This evening look toward the western horizon for the brightly shining planet Venus a couple of degrees from the less bright star Spica. Spica in many mythologies represents a bundle of wheat held in the left hand of the Harvest Maiden. Although at this time of the year it looks more the Maiden is doing a back dive toward the horizon!
What does the latter statement mean? Well, try the following observation and you will see the effect of the Earth orbiting (revolving) around the Sun. So from our perspective on the Earth it looks like the the Sun is moving eastward each day. Another way to think about this is to note that each day a star, Spica for example, sets a little earlier, and conversely Spica would rise a little later each day. Maybe not noticeable right away but after a week or so or longer it will.
Confusion clarification time! The above involves apparent motions created by Earth revolution – not to be confused with the apparent motions created by Earth rotation.

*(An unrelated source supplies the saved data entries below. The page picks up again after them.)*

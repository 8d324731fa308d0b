//! Hybrid JIT/Bytecode Executor
//!
//! This module provides execution that switches per block between native
//! code and bytecode interpretation, based on a compile policy and the
//! caller's compile hint.
//!
//! # Execution Strategy
//!
//! ```text
//! ┌─────────────────────────────────────────────────────────────────────┐
//! │                 HybridExecutor.execute_block()                      │
//! │                                                                     │
//! │  1. Check BlockCache for compiled native code                       │
//! │     └─ If found → Execute native code                               │
//! │                                                                     │
//! │  2. On a miss, consult the CompilePolicy and the compile hint       │
//! │     └─ If allowed and not failed before → Compile once, cache       │
//! │                                                                     │
//! │  3. Execute:                                                        │
//! │     └─ Native code available → Native execution                     │
//! │     └─ Otherwise → Bytecode VM fallback                             │
//! └─────────────────────────────────────────────────────────────────────┘
//! ```
//!
//! # Example
//!
//! ```ignore
//! use dspjit::backend::bytecode::jit::hybrid::HybridExecutor;
//!
//! let mut executor = HybridExecutor::<f32>::new(program);
//! executor.compute(&[&input[..]], &mut [&mut output[..]])?;
//! ```

mod config;
mod executor;


// Re-export public API
pub use config::{CompilePolicy, ConfigError, HybridConfig, HybridStats};
pub use executor::HybridExecutor;
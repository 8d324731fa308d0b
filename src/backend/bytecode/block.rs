//! Bytecode block representation
//!
//! A [`Block`] is an ordered instruction sequence; nested control flow owns
//! its child blocks. Blocks are immutable once built and are shared behind
//! `Arc` so that caches can key on *which* block object they hold rather
//! than on its contents.

use std::fmt::Write as _;
use std::sync::Arc;

use super::opcodes::Instruction;

/// A bytecode block
#[derive(Debug, Clone, Default)]
pub struct Block {
    /// Name of this block (for debugging)
    name: String,

    /// The instructions, in execution order
    instructions: Vec<Instruction>,
}

/// How translation or interpretation of a block ended
#[derive(Debug, Clone, Copy, PartialEq, Eq)]
pub enum Flow {
    /// Ran off the end of the instruction list; the parent continues
    FallThrough,
    /// `Return` inside a pending `If`/`Select`/`Loop`; unwind to that construct
    Resume,
    /// `Return` with nothing pending; the whole computation is finished
    Halt,
}

impl Block {
    /// Create a block from a list of instructions
    pub fn new(name: impl Into<String>, instructions: Vec<Instruction>) -> Self {
        Self {
            name: name.into(),
            instructions,
        }
    }

    /// Create a builder for constructing a block
    pub fn builder(name: impl Into<String>) -> BlockBuilder {
        BlockBuilder::new(name)
    }

    pub fn name(&self) -> &str {
        &self.name
    }

    pub fn instructions(&self) -> &[Instruction] {
        &self.instructions
    }

    pub fn len(&self) -> usize {
        self.instructions.len()
    }

    pub fn is_empty(&self) -> bool {
        self.instructions.is_empty()
    }

    /// Check if this block branches back to its own head
    ///
    /// Only direct instructions count; a `CondBranch` inside a child block
    /// targets the child's head.
    pub fn has_cond_branch(&self) -> bool {
        self.instructions
            .iter()
            .any(|ins| matches!(ins, Instruction::CondBranch))
    }

    /// Check if this block or any nested block contains control flow
    pub fn contains_control_flow(&self) -> bool {
        self.instructions.iter().any(|ins| {
            matches!(
                ins,
                Instruction::If { .. }
                    | Instruction::SelectReal { .. }
                    | Instruction::SelectInt { .. }
                    | Instruction::CondBranch
                    | Instruction::Loop { .. }
            )
        })
    }

    /// Total instruction count including nested blocks
    pub fn deep_len(&self) -> usize {
        self.instructions
            .iter()
            .map(|ins| match ins.children() {
                Some((a, b)) => 1 + a.deep_len() + b.deep_len(),
                None => 1,
            })
            .sum()
    }

    /// Disassemble this block and all nested blocks
    pub fn disassemble(&self) -> String {
        let mut output = String::new();
        let _ = writeln!(output, "=== {} ===", self.name);
        self.disassemble_into(&mut output, 0);
        output
    }

    fn disassemble_into(&self, output: &mut String, depth: usize) {
        let indent = "  ".repeat(depth);
        for (index, ins) in self.instructions.iter().enumerate() {
            let _ = writeln!(output, "{}{:04} {}", indent, index, ins);
            if let Some((first, second)) = ins.children() {
                let labels = match ins {
                    Instruction::If { .. } => ("then", "else"),
                    Instruction::Loop { .. } => ("init", "body"),
                    _ => ("first", "second"),
                };
                let _ = writeln!(output, "{}  {}: [{}]", indent, labels.0, first.name);
                first.disassemble_into(output, depth + 2);
                let _ = writeln!(output, "{}  {}: [{}]", indent, labels.1, second.name);
                second.disassemble_into(output, depth + 2);
            }
        }
    }
}

/// Builder for constructing blocks
#[derive(Debug, Default)]
pub struct BlockBuilder {
    name: String,
    instructions: Vec<Instruction>,
}

impl BlockBuilder {
    pub fn new(name: impl Into<String>) -> Self {
        Self {
            name: name.into(),
            instructions: Vec::new(),
        }
    }

    /// Emit an instruction
    pub fn emit(&mut self, ins: Instruction) -> &mut Self {
        self.instructions.push(ins);
        self
    }

    /// Emit a sequence of instructions
    pub fn emit_all(&mut self, ins: impl IntoIterator<Item = Instruction>) -> &mut Self {
        self.instructions.extend(ins);
        self
    }

    pub fn emit_return(&mut self) -> &mut Self {
        self.emit(Instruction::Return)
    }

    pub fn emit_if(&mut self, then_block: Arc<Block>, else_block: Arc<Block>) -> &mut Self {
        self.emit(Instruction::If { then_block, else_block })
    }

    pub fn emit_select_real(&mut self, first: Arc<Block>, second: Arc<Block>) -> &mut Self {
        self.emit(Instruction::SelectReal { first, second })
    }

    pub fn emit_select_int(&mut self, first: Arc<Block>, second: Arc<Block>) -> &mut Self {
        self.emit(Instruction::SelectInt { first, second })
    }

    pub fn emit_loop(&mut self, init: Arc<Block>, body: Arc<Block>) -> &mut Self {
        self.emit(Instruction::Loop { init, body })
    }

    /// Get current instruction count
    pub fn len(&self) -> usize {
        self.instructions.len()
    }

    pub fn is_empty(&self) -> bool {
        self.instructions.is_empty()
    }

    /// Build the block, shared for identity-keyed caching
    pub fn build(self) -> Arc<Block> {
        Arc::new(Block::new(self.name, self.instructions))
    }
}

/// A lowered DSP program as handed over by the front end
///
/// `compute` is the per-sample block; it is the only block compiled under the
/// default policy. `control` runs once per buffer before it and is interpreted.
#[derive(Debug, Clone)]
pub struct Program {
    pub compute: Arc<Block>,
    pub control: Option<Arc<Block>>,
    pub int_heap_size: usize,
    pub real_heap_size: usize,
    pub num_inputs: usize,
    pub num_outputs: usize,
}

impl Program {
    pub fn new(compute: Arc<Block>, int_heap_size: usize, real_heap_size: usize) -> Self {
        Self {
            compute,
            control: None,
            int_heap_size,
            real_heap_size,
            num_inputs: 0,
            num_outputs: 0,
        }
    }

    pub fn with_control(mut self, control: Arc<Block>) -> Self {
        self.control = Some(control);
        self
    }

    pub fn with_ports(mut self, num_inputs: usize, num_outputs: usize) -> Self {
        self.num_inputs = num_inputs;
        self.num_outputs = num_outputs;
        self
    }

    /// Check if `block` is this program's compute block (by identity)
    pub fn is_compute(&self, block: &Arc<Block>) -> bool {
        Arc::ptr_eq(&self.compute, block)
    }
}
//! Extended math operation handlers for JIT compilation
//!
//! Handles: Abs, Unary(..), Binary(..) and RemReal, all as calls into the
//! math runtime

use cranelift::prelude::*;
use cranelift_jit::JITModule;

use crate::backend::bytecode::jit::codegen::CodegenContext;
use crate::backend::bytecode::jit::compiler::init::{uniform_signature, MathImports, INT_ABS_SYMBOL};
use crate::backend::bytecode::jit::types::JitResult;
use crate::backend::bytecode::opcodes::{BinaryMath, UnaryMath};

/// Context for math handlers that need runtime function access
pub struct MathHandlerContext<'m> {
    pub module: &'m mut JITModule,
    pub imports: &'m mut MathImports,
    /// Appended to real-valued symbol names
    pub suffix: &'static str,
}

impl MathHandlerContext<'_> {
    fn call(
        &mut self,
        codegen: &mut CodegenContext<'_, '_>,
        name: &str,
        ty: Type,
        args: &[Value],
    ) -> JitResult<Value> {
        let sig = uniform_signature(self.module, ty, args.len());
        let func_ref = self.imports.import(self.module, codegen.builder.func, name, &sig)?;
        let call = codegen.builder.ins().call(func_ref, args);
        Ok(codegen.builder.inst_results(call)[0])
    }

    fn real_symbol(&self, base: &str) -> String {
        format!("{}{}", base, self.suffix)
    }
}

/// Integer absolute value
pub fn compile_abs(
    ctx: &mut MathHandlerContext<'_>,
    codegen: &mut CodegenContext<'_, '_>,
) -> JitResult<()> {
    let v = codegen.pop_int()?;
    let result = ctx.call(codegen, INT_ABS_SYMBOL, types::I32, &[v])?;
    codegen.push(result)
}

pub fn compile_unary_math(
    ctx: &mut MathHandlerContext<'_>,
    codegen: &mut CodegenContext<'_, '_>,
    op: UnaryMath,
) -> JitResult<()> {
    let x = codegen.pop_real()?;
    let name = ctx.real_symbol(op.c_name());
    let ty = codegen.real_type();
    let result = ctx.call(codegen, &name, ty, &[x])?;
    codegen.push(result)
}

/// Arguments are `(pop(), pop())`
pub fn compile_binary_math(
    ctx: &mut MathHandlerContext<'_>,
    codegen: &mut CodegenContext<'_, '_>,
    op: BinaryMath,
) -> JitResult<()> {
    let a = codegen.pop_real()?;
    let b = codegen.pop_real()?;
    let name = ctx.real_symbol(op.c_name());
    let ty = codegen.real_type();
    let result = ctx.call(codegen, &name, ty, &[a, b])?;
    codegen.push(result)
}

When facing south in the northern hemisphere, or facing north in the southern hemisphere as the Earth rotates from west to east the ‘sky’ (Sun, stars, planets, Moon) appears to rise above the horizon in the east, moves in a curved path toward the west, and then setting below the western horizon.
Observation: If possible go out at sunset for a few days in a row and make a note of the position of Venus and Spica. After a few days of observing at the same time, at sunset, you will notice that Spica sets earlier each day – is lower above the western horizon at sunset – eventually is no longer visible. Venus will do the same thing but because unlike Spica Venus’s orbit is around the Sun so it will take a few months before Venus is setting earlier and too low at sunset to be visible.